WHAT THE TASK REQUIRES: For each line below that contains the word "defaults", make a copy.

(Collected data)
┄┄┄┄┄┄
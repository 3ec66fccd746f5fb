//! Team access module - grant, inspect and revoke team access to workspaces

mod api;
mod commands;
mod models;

pub use api::TeamAccess;
pub use commands::{connect_team_access, list_options, run_team_access_command};
pub use models::{
    AccessLevel, RelationshipData, RelationshipRef, RunsPermission, SentinelMocksPermission,
    StateVersionsPermission, TeamAccessPermissions, TeamAccessRequest, TeamWorkspaceAccess,
    TeamWorkspaceAccessAttributes, TeamWorkspaceAccessRelationships, VariablesPermission,
};
//! CLI argument parsing

mod common;
mod team_access;

use clap::{Parser, Subcommand};

use crate::config::{defaults, host, org};

pub use common::OutputFormat;
pub use team_access::{AddArgs, ListArgs, PermissionArgs, RemoveArgs, ShowArgs, UpdateArgs};

/// Team access CLI for HCP Terraform / Terraform Enterprise
#[derive(Parser, Debug)]
#[command(name = "tfcaccess")]
#[command(version)]
#[command(
    about = "Manage team access to HCP Terraform / Terraform Enterprise workspaces",
    long_about = None
)]
pub struct Cli {
    /// TFE/HCP host (falls back to TFE_HOSTNAME, then the Terraform credentials file)
    #[arg(short = 'H', long, global = true, env = host::ENV_VAR)]
    pub host: Option<String>,

    /// Organization name
    #[arg(long, global = true, env = org::ENV_VAR)]
    pub org: Option<String>,

    /// API token (overrides env vars and credentials file)
    #[arg(short = 't', long, global = true)]
    pub token: Option<String>,

    /// Log level (error, warn, info, debug, trace)
    #[arg(short, long, global = true, default_value = defaults::LOG_LEVEL)]
    pub log_level: String,

    /// Skip TLS certificate verification
    #[arg(long, global = true, default_value_t = false)]
    pub insecure: bool,

    /// Use the API path advertised by /.well-known/terraform.json
    #[arg(long, global = true, default_value_t = false)]
    pub discover: bool,

    /// Batch mode - no spinners, no interactive prompts
    #[arg(short, long, global = true, default_value_t = false)]
    pub batch: bool,

    #[command(subcommand)]
    pub command: Command,
}

/// Team access subcommands
#[derive(Subcommand, Debug)]
pub enum Command {
    /// List team access bindings for a workspace (single page)
    #[command(visible_alias = "ls")]
    List(ListArgs),

    /// Show a team access binding
    #[command(visible_alias = "get")]
    Show(ShowArgs),

    /// Grant a team access to a workspace
    #[command(visible_alias = "create")]
    Add(AddArgs),

    /// Change the permissions of a team access binding
    #[command(visible_alias = "set")]
    Update(UpdateArgs),

    /// Revoke a team access binding
    #[command(visible_alias = "delete", visible_alias = "rm")]
    Remove(RemoveArgs),
}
┄┄┄┄┄┄
TASK RESULT:
use crate::config::{defaults, host, org};
    #[arg(short, long, global = true, default_value = defaults::LOG_LEVEL)]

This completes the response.